Healthcare communications is rapidly changing – patients now routinely email their physicians, physicians connect with each-other via mobile-based professional networks, and more. The introduction of Apple’s FaceTime video chat sparked excitement and discussion in the healthcare community about its possible use in telemedicine. However, many were wary about associated patient privacy issues and HIPAA compliance.
It seems that this question has now been answered. According to Apple, calls made via FaceTime can be HIPAA-compliant with the appropriate security configuration. The news that this ubiquitous, free communications platform meets these rigorous standards has potentially wide implications for how patients, physicians, and others in healthcare communicate.
To be fair, its not quite as simple as just opening FaceTime and calling your patient. Specifically, the WPA2 Enterprise configuration provides an extra level of authentication when establishing a wireless connection. WEP does not provide the appropriate level of security, and WPA and WPA2 personal settings are questionable. FaceTime calls are fully encrypted as well.
According to an email from Apple to ZDNet:
iPad supports WPA2 Enterprise to provide authenticated access to your enterprise wireless network. WPA2 Enterprise uses 128-bit AES encryption, giving users the highest level of assurance that their data will remain protected when they send and receive communications over a Wi-Fi network connection.
In addition to your existing infrastructure each FaceTime session is encrypted end to end with unique session keys. Apple creates a unique ID for each FaceTime user, ensuring FaceTime calls are routed and connected properly.
FaceTime has numerous potential applications in healthcare. Simple applications include a primary care provider communicating with his or her patients or a hospitalist checking in with a patient when they can’t get to the room. It also opens the door to more complex apps utilizing the iPad and iPhone 4 forward-facing cameras as part of telemedicine systems.

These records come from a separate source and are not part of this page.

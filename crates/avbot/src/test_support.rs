//! Shared fixtures for unit tests.

use crate::error::{CommandError, WebhookError};
use crate::registry::ServiceRegistry;
use crate::service::{
    AccessPolicy, BackgroundTask, Command, CommandRequest, PostRegister, Reply, Service,
    ServiceMeta, WebhookRequest,
};
use async_trait::async_trait;
use matrix_client::{ChatClient, MatrixError, ROOM_MESSAGE};
use mockall::mock;
use serde::{Deserialize, Serialize};
use service_store::{ServiceRecord, ServiceStore};
use std::sync::atomic::{AtomicUsize, Ordering};
use std::sync::Arc;

mock! {
    pub Chat {}

    #[async_trait]
    impl ChatClient for Chat {
        fn user_id(&self) -> &str;
        async fn send_message_event(
            &self,
            room_id: &str,
            event_type: &str,
            content: &serde_json::Value,
        ) -> Result<String, MatrixError>;
        async fn join_room(&self, room_id: &str) -> Result<(), MatrixError>;
        async fn upload_to_content_repo(
            &self,
            data: Vec<u8>,
            content_type: &str,
            length: u64,
        ) -> Result<String, MatrixError>;
        async fn send_image(
            &self,
            room_id: &str,
            filename: &str,
            content_uri: &str,
        ) -> Result<String, MatrixError>;
        async fn user_typing(
            &self,
            room_id: &str,
            typing: bool,
            timeout_ms: u64,
        ) -> Result<(), MatrixError>;
    }
}

/// A mock client that only knows its user ID. Any other call panics unless
/// the test adds an expectation.
pub fn mock_client(user_id: &str) -> MockChat {
    let mut client = MockChat::new();
    client.expect_user_id().return_const(user_id.to_string());
    client
}

#[derive(Debug, Clone, Default, Serialize, Deserialize)]
pub struct TestConfig {
    #[serde(default)]
    pub commands: Vec<Vec<String>>,
    #[serde(default)]
    pub fail_register: bool,
    #[serde(default)]
    pub delete: bool,
    #[serde(default)]
    pub task: bool,
    #[serde(default)]
    pub rooms: Option<Vec<String>>,
    #[serde(default)]
    pub users: Option<Vec<String>>,
}

/// Configurable service used by the core tests. Types `hook`, `plain` and
/// `cmd` share this implementation; only `hook` accepts webhooks.
pub struct TestService {
    meta: ServiceMeta,
    config: TestConfig,
    stops: Arc<AtomicUsize>,
}

#[derive(Deserialize)]
struct HookPayload {
    room: String,
    text: String,
}

#[async_trait]
impl Service for TestService {
    fn meta(&self) -> &ServiceMeta {
        &self.meta
    }

    fn load_config(&mut self, config: serde_json::Value) -> Result<(), serde_json::Error> {
        self.config = serde_json::from_value(config)?;
        Ok(())
    }

    fn config(&self) -> Result<serde_json::Value, serde_json::Error> {
        serde_json::to_value(&self.config)
    }

    fn access(&self) -> AccessPolicy {
        AccessPolicy {
            rooms: self.config.rooms.clone(),
            users: self.config.users.clone(),
        }
    }

    fn commands(self: Arc<Self>, _client: Arc<dyn ChatClient>) -> Vec<Command> {
        self.config
            .commands
            .iter()
            .map(|path| {
                let id = self.meta.service_id.clone();
                let joined = path.join(" ");
                let segments: Vec<&str> = path.iter().map(String::as_str).collect();
                Command::new(&segments, move |req: CommandRequest| {
                    let id = id.clone();
                    let joined = joined.clone();
                    async move {
                        if joined == "fail" {
                            return Err(CommandError::Upstream("boom".into()));
                        }
                        if joined == "silent" {
                            return Ok(None);
                        }
                        Ok(Some(Reply::notice(format!(
                            "{}:{}:{}",
                            id,
                            joined,
                            req.args.join(" ")
                        ))))
                    }
                })
            })
            .collect()
    }

    async fn register(
        &mut self,
        _old: Option<&dyn Service>,
        _client: Arc<dyn ChatClient>,
    ) -> anyhow::Result<Option<BackgroundTask>> {
        if self.config.fail_register {
            anyhow::bail!("refused");
        }
        if !self.config.task {
            return Ok(None);
        }
        let stops = self.stops.clone();
        Ok(Some(BackgroundTask::spawn(move |token| async move {
            token.cancelled().await;
            stops.fetch_add(1, Ordering::SeqCst);
        })))
    }

    async fn post_register(&self, _old: Option<&dyn Service>) -> PostRegister {
        if self.config.delete {
            PostRegister::Delete
        } else {
            PostRegister::Keep
        }
    }

    async fn on_receive_webhook(
        &self,
        request: WebhookRequest,
        client: Arc<dyn ChatClient>,
    ) -> Result<(), WebhookError> {
        if self.meta.service_type != "hook" {
            return Err(WebhookError::Unsupported);
        }
        if request.header("x-deny").is_some() {
            return Err(WebhookError::Unauthorized);
        }
        let payload: HookPayload = request.json()?;
        let content = Reply::notice(payload.text).to_content();
        if let Err(e) = client
            .send_message_event(&payload.room, ROOM_MESSAGE, &content)
            .await
        {
            tracing::warn!("send failed: {}", e);
        }
        Ok(())
    }
}

pub fn registry_with_stop_counter(stops: Arc<AtomicUsize>) -> ServiceRegistry {
    let mut builder = ServiceRegistry::builder();
    for service_type in ["hook", "plain", "cmd"] {
        let stops = stops.clone();
        builder
            .register(service_type, move |meta| {
                Box::new(TestService {
                    meta,
                    config: TestConfig::default(),
                    stops: stops.clone(),
                }) as Box<dyn Service>
            })
            .unwrap();
    }
    builder.build()
}

pub fn registry_with_test_services() -> ServiceRegistry {
    registry_with_stop_counter(Arc::new(AtomicUsize::new(0)))
}

pub async fn save_record_with(
    store: &Arc<impl ServiceStore>,
    service_id: &str,
    service_type: &str,
    user_id: &str,
    config: serde_json::Value,
) {
    let record = ServiceRecord::new(
        service_id,
        service_type,
        user_id,
        crate::webhook::endpoint_url("http://localhost:4050", service_id),
        config,
    );
    store.save(&record).await.unwrap();
}

pub async fn save_record(
    store: &Arc<impl ServiceStore>,
    service_id: &str,
    service_type: &str,
    user_id: &str,
) {
    save_record_with(store, service_id, service_type, user_id, serde_json::json!({})).await;
}

/// Path list helper for `TestConfig::commands`.
pub fn paths(paths: &[&[&str]]) -> serde_json::Value {
    serde_json::json!({ "commands": paths })
}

This is favorable from a financial standpoint, since only HIPAA-compliant devices are eligible for government grants. As such, the iPad may now find further use in telemedicine programs, particularly those seeking to back up their interventions with data. With the prospect of increased federal funding and the growing popularity of telemedicine, the timing of this announcement could prove to be particularly fortuitous.
One interesting question, particularly in light of the recent FDA meeting, is what kind of regulatory attention this may attract for FaceTime. Intended use, a heavily debated topic at that meeting, could prove to be particularly complex here – a consumer app with healthcare applications that are, to some extent, being promoted by Apple.
FaceTime has the potential to broaden the exchange of information among physicians, provide greater convenience to patients, and improve the quality of patient care. The assurance of a secure connection may prompt more physicians to adopt iPads in practice for communication as well as other uses, though it may be prudent to await confirmation from a regulatory body.